Per il produttore non fu una festa rendersi conto che casa sua avrebbe potuto essere presa di mira da un mostro di un’altra dimensione, da un pazzo assassino e da chissà quali altre bestialità magiche, e ci volle del buono per convincerlo che ingaggiare un’agenzia di sicurezza privata non sarebbe stato sufficiente a tenere lontane le minacce.
Dovette anche chiamare a lavoro per disdire tutti i suoi appuntamenti e assentarsi fino a data da definire, delegando ogni impegno ad assistenti, segretarie, stagisti e via discorrendo. Passò anche un buon quarto d’ora al telefono con il front dei Dirty Sands per scusarsi della sua improvvisa assenza dall’ufficio, quando invece gli aveva promesso di essere presente per la scelta delle cover del prossimo album.

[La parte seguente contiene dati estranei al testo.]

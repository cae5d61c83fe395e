//! The ReAct loop: prompt, complete, parse, dispatch, observe

use std::sync::Arc;

use anyhow::{Context, Result};
use tracing::{debug, info, instrument, warn};
use wayfinder_core::{ChatMessage, CompletionClient};

use crate::capabilities::grammar::{self, CORRECTIVE_FEEDBACK};
use crate::capabilities::{dispatch, Action, Computer};

use super::prompt::PromptBuilder;
use super::state::{AgentConfig, Scratchpad, TaskOutcome, TaskReport, Turn};

// ANSI colors
const BLUE: &str = "\x1b[94m";
const YELLOW: &str = "\x1b[93m";
const CYAN: &str = "\x1b[96m";
const DIM: &str = "\x1b[2m";
const RESET: &str = "\x1b[0m";

/// Drives one computer through thought/action/observation steps.
///
/// The computer (and its navigation state) lives as long as the controller;
/// the scratchpad is reset at the start of every task.
pub struct ReactController<C: Computer> {
    client: Arc<dyn CompletionClient>,
    computer: C,
    config: AgentConfig,
    prompt: PromptBuilder,
    initial_prompt: Option<String>,
    scratchpad: Scratchpad,
    total_actions: usize,
}

impl<C: Computer> ReactController<C> {
    pub fn new(client: Arc<dyn CompletionClient>, computer: C, config: AgentConfig) -> Self {
        Self {
            client,
            computer,
            config,
            prompt: PromptBuilder::new(),
            initial_prompt: None,
            scratchpad: Scratchpad::new(),
            total_actions: 0,
        }
    }

    pub fn with_prompt(mut self, prompt: PromptBuilder) -> Self {
        self.prompt = prompt;
        self
    }

    /// Run a task and return the answer, or the fixed failure message
    pub async fn process_query(&mut self, task: &str) -> Result<String> {
        let report = self.run_task(task).await?;
        Ok(report.message().to_string())
    }

    /// Run a task to a terminal answer or until the step budget is spent.
    ///
    /// Only a completion transport failure returns `Err`; it carries a
    /// [`wayfinder_core::CompletionError`] in its chain.
    #[instrument(skip(self, task), fields(task_len = task.len(), max_actions = self.config.max_actions))]
    pub async fn run_task(&mut self, task: &str) -> Result<TaskReport> {
        info!(model = self.client.model(), "Starting task");
        self.scratchpad = Scratchpad::new();
        self.total_actions = 0;

        for step in 1..=self.config.max_actions {
            let prompt = self.prompt.render(task, &self.scratchpad.render(), step);
            if self.initial_prompt.is_none() {
                self.initial_prompt = Some(prompt.clone());
            }

            debug!(step, prompt_len = prompt.len(), "Requesting completion");
            self.total_actions = step;
            let reply = self
                .client
                .complete(&[ChatMessage::user(prompt)])
                .await
                .with_context(|| format!("Completion request failed at step {}", step))?;

            let turn = self.step(step, &reply).await;
            self.echo(&turn);

            if turn.is_terminal {
                info!(steps = step, "Task answered");
                let answer = turn.observation.clone();
                self.scratchpad.push(turn);
                return Ok(self.report(TaskOutcome::Answered(answer)));
            }
            self.scratchpad.push(turn);
        }

        warn!(max_actions = self.config.max_actions, "Step budget exhausted");
        Ok(self.report(TaskOutcome::BudgetExhausted))
    }

    /// Parse one reply and dispatch it
    async fn step(&mut self, step: usize, reply: &str) -> Turn {
        match grammar::resolve(reply) {
            Ok(resolved) => {
                let action = Action::from_parsed(&resolved.action);
                let observation = dispatch(&mut self.computer, &action).await;
                debug!(
                    step,
                    action = action.name(),
                    terminal = observation.terminal,
                    "Dispatched action"
                );
                Turn {
                    step_index: step,
                    thought: resolved.thought,
                    action_text: resolved.action_text,
                    observation: observation.text,
                    is_terminal: observation.terminal,
                }
            }
            Err(e) => {
                warn!(step, error = %e, reply_len = reply.len(), "Reply has no usable action");
                let parts = grammar::parse_reply(reply);
                Turn {
                    step_index: step,
                    thought: parts.thought,
                    action_text: parts.action,
                    observation: CORRECTIVE_FEEDBACK.to_string(),
                    is_terminal: false,
                }
            }
        }
    }

    fn echo(&self, turn: &Turn) {
        if !self.config.verbose {
            return;
        }
        let i = turn.step_index;
        println!("{}Thought {}:{} {}", BLUE, i, RESET, turn.thought);
        println!("{}Action {}:{} {}", CYAN, i, RESET, turn.action_text);
        if turn.is_terminal {
            println!("{}Answer:{} {}", YELLOW, RESET, turn.observation);
        } else {
            println!("{}Observation {}: {}{}", DIM, i, turn.observation, RESET);
        }
    }

    fn report(&self, outcome: TaskOutcome) -> TaskReport {
        TaskReport {
            outcome,
            steps: self.total_actions,
            turns: self.scratchpad.turns().to_vec(),
        }
    }

    pub fn config(&self) -> &AgentConfig {
        &self.config
    }

    /// The first prompt ever rendered by this controller
    pub fn initial_prompt(&self) -> Option<&str> {
        self.initial_prompt.as_deref()
    }

    /// Scratchpad of the current or last task
    pub fn scratchpad_text(&self) -> String {
        self.scratchpad.render()
    }

    pub fn turns(&self) -> &[Turn] {
        self.scratchpad.turns()
    }

    /// Completion requests made by the current or last task
    pub fn total_actions(&self) -> usize {
        self.total_actions
    }

    pub fn computer(&self) -> &C {
        &self.computer
    }

    pub fn computer_mut(&mut self) -> &mut C {
        &mut self.computer
    }
}

#[cfg(test)]
mod tests {
    use super::*;
    use crate::agent::state::FAILURE_MESSAGE;
    use crate::computer::SimulatedComputer;
    use wayfinder_core::{CompletionError, ScriptedClient};

    fn hello_computer() -> SimulatedComputer {
        SimulatedComputer::new()
            .with_folder("C:\\hello", "2024-02-20")
            .with_file("C:\\hello\\world.txt", "2024-02-20")
    }

    fn controller(
        replies: &[&str],
        max_actions: usize,
    ) -> (Arc<ScriptedClient>, ReactController<SimulatedComputer>) {
        let client = Arc::new(ScriptedClient::new(replies.iter().copied()));
        let controller = ReactController::new(
            client.clone(),
            hello_computer(),
            AgentConfig::default().with_max_actions(max_actions),
        );
        (client, controller)
    }

    #[tokio::test]
    async fn test_go_to_hello_folder() {
        let (client, mut agent) = controller(
            &[
                "Thought: I should search for it.\nAction: find_directory § hello",
                "Thought: Found it.\nAction: change_directory § C:\\hello",
                "Thought: Done.\nAction: answer § done",
            ],
            10,
        );

        let answer = agent.process_query("go to the hello folder").await.unwrap();
        assert_eq!(answer, "done");
        assert_eq!(agent.computer().navigation().current(), "C:\\hello");
        assert_eq!(agent.total_actions(), 3);

        let requests = client.requests();
        assert_eq!(requests.len(), 3);
        for request in &requests {
            assert_eq!(request.len(), 1);
            assert_eq!(request[0].role, wayfinder_core::Role::User);
        }
        assert!(requests[1][0].content.contains(
            "Observation 1: Found 1 directories containing 'hello':\n- hello (Path: C:\\hello, Modified: 2024-02-20)"
        ));
        assert!(requests[2][0]
            .content
            .ends_with("What's your thought 3 and action 3?"));
        assert_eq!(agent.initial_prompt(), Some(requests[0][0].content.as_str()));
    }

    #[tokio::test]
    async fn test_go_up_at_root_then_answer() {
        let (_, mut agent) = controller(
            &[
                "Thought: Go up.\nAction: go_up",
                "Thought: Already at the root.\nAction: answer § I am already at C:\\",
            ],
            10,
        );

        let report = agent.run_task("go up one directory").await.unwrap();
        assert_eq!(report.message(), "I am already at C:\\");
        assert_eq!(report.steps, 2);
        assert_eq!(
            report.turns[0].observation,
            "Failed to move up, are you already at the root?"
        );
        assert_eq!(agent.computer().navigation().current(), "C:\\");
    }

    #[tokio::test]
    async fn test_budget_exhausted_on_empty_replies() {
        let (client, mut agent) = controller(&[], 4);
        let report = agent.run_task("anything").await.unwrap();

        assert_eq!(report.outcome, TaskOutcome::BudgetExhausted);
        assert_eq!(report.message(), FAILURE_MESSAGE);
        assert_eq!(report.steps, 4);
        assert_eq!(client.requests().len(), 4);
        assert!(report
            .turns
            .iter()
            .all(|t| t.observation == CORRECTIVE_FEEDBACK && !t.is_terminal));
    }

    #[tokio::test]
    async fn test_malformed_reply_gets_corrective_feedback() {
        let (client, mut agent) = controller(
            &["I think I will just wing it.", "Thought: ok\nAction: answer § fine"],
            10,
        );

        assert_eq!(agent.process_query("task").await.unwrap(), "fine");
        let second = &client.requests()[1][0].content;
        assert!(second.contains(&format!("Observation 1: {}", CORRECTIVE_FEEDBACK)));
    }

    #[tokio::test]
    async fn test_unknown_action_continues() {
        let (_, mut agent) = controller(
            &[
                "Thought: teleport\nAction: teleport § C:\\hello",
                "Thought: fine, walk\nAction: change_directory § C:\\hello",
                "Thought: done\nAction: answer § arrived",
            ],
            10,
        );

        let report = agent.run_task("go to hello").await.unwrap();
        assert_eq!(report.message(), "arrived");
        assert_eq!(report.turns[0].observation, "Unknown action: teleport");
        assert_eq!(report.steps, 3);
    }

    #[tokio::test]
    async fn test_block_form_reply() {
        let (_, mut agent) = controller(
            &[
                "function§ change_directory\nfolder_path§ C:\\hello",
                "function§ answer\nresponse§ in hello",
            ],
            10,
        );

        assert_eq!(agent.process_query("go to hello").await.unwrap(), "in hello");
        assert_eq!(agent.computer().navigation().current(), "C:\\hello");
        assert_eq!(agent.turns()[0].action_text, "change_directory § C:\\hello");
    }

    #[tokio::test]
    async fn test_transport_failure_propagates() {
        let client = Arc::new(
            ScriptedClient::new(["Thought: look\nAction: list_directory"]).failing_when_exhausted(),
        );
        let mut agent = ReactController::new(client, hello_computer(), AgentConfig::default());

        let err = agent.process_query("list things").await.unwrap_err();
        assert!(matches!(
            err.downcast_ref::<CompletionError>(),
            Some(CompletionError::Unavailable(_))
        ));
        assert_eq!(agent.total_actions(), 2);
    }

    #[tokio::test]
    async fn test_scratchpad_resets_but_navigation_persists() {
        let (_, mut agent) = controller(
            &[
                "Thought: go\nAction: change_directory § C:\\hello",
                "Thought: done\nAction: answer § one",
                "Thought: where am I\nAction: current_directory",
                "Thought: done\nAction: answer § two",
            ],
            10,
        );

        agent.process_query("first").await.unwrap();
        let first_prompt = agent.initial_prompt().map(str::to_string);

        let report = agent.run_task("second").await.unwrap();
        assert_eq!(report.turns.len(), 2);
        assert_eq!(report.turns[0].observation, "Current directory: C:\\hello");
        assert!(agent.scratchpad_text().starts_with("\nThought 1: where am I"));
        assert_eq!(agent.initial_prompt().map(str::to_string), first_prompt);
    }
}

Mentre viaggiavano in taxi insieme, Orlaith si sorprese di sentirgli usare frasi come “sei il mio mito, bello” o “lo sai che per te farei tutto, ma non ho potuto evitarlo… è una cosa che va oltre il mio controllo” per parlare con alcuni dei suoi clienti. Generalmente quello era il tono che, in passato, aveva usato anche con lei.
- E questa era l’ultima telefonata… grazie al cielo…- sbuffò Dave, stremato, mentre il taxi si fermava all’ennesimo semaforo - Beh… stiamo affrontando un’acquisizione, ho licenziato tre dipendenti e rischio di perdere il posto, che male c’è a prendersi un periodo di ferie indeterminato senza preavviso?-
Annie, seduta alla sua destra, si lasciò scappare una risatina e gli diede un buffetto sul braccio.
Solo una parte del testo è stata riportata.